**Your assignment:** Report, word for word, every line of the material that contains "Column".

**Extracted data:**
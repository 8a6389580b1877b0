use eframe::egui::{Context, Id, Modal, Sides, Ui};
use egui_extras::{Column, TableBuilder};
use gridslate_board::{
    Board, BoardId,
    persist::SwitchTarget,
};

use crate::action::{Action, ActionRequestQueue};

pub(crate) fn show(
    ctx: &Context,
    boards: &[Board],
    current_id: &BoardId,
    action_queue: &mut ActionRequestQueue,
) {
    let modal = Modal::new(Id::new("load_board")).show(ctx, |ui| {
        ui.heading("Load Another Board");
        ui.add_space(4.0);

        if boards.is_empty() {
            ui.label("No saved boards yet. Create a new board to get started.");
        } else {
            ui.label("Select a board to load.");
            show_board_list(ui, boards, current_id, action_queue);
        }
        ui.add_space(8.0);

        Sides::new().show(
            ui,
            |_ui| {},
            |ui| {
                if ui.button("New empty board").clicked() {
                    action_queue.request(Action::SwitchBoard(SwitchTarget::New));
                    ui.close();
                }
                if ui.button("Delete current board").clicked() {
                    action_queue.request(Action::DeleteCurrentBoard);
                    ui.close();
                }
                if ui.button("Cancel").clicked() {
                    action_queue.request(Action::CloseLoadDialog);
                    ui.close();
                }
            },
        );
    });

    if modal.should_close() {
        action_queue.request(Action::CloseLoadDialog);
    }
}

fn show_board_list(
    ui: &mut Ui,
    boards: &[Board],
    current_id: &BoardId,
    action_queue: &mut ActionRequestQueue,
) {
    TableBuilder::new(ui)
        .striped(true)
        .column(Column::remainder())
        .body(|mut body| {
            for board in boards {
                body.row(24.0, |mut row| {
                    row.col(|ui| {
                        let label = if board.id() == current_id {
                            format!("{} (current)", board.name())
                        } else {
                            board.name().to_owned()
                        };
                        if ui.button(label).clicked() {
                            action_queue
                                .request(Action::SwitchBoard(SwitchTarget::Existing(
                                    board.id().clone(),
                                )));
                        }
                    });
                });
            }
        });
}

**Reply to the task:**
use egui_extras::{Column, TableBuilder};
        .column(Column::remainder())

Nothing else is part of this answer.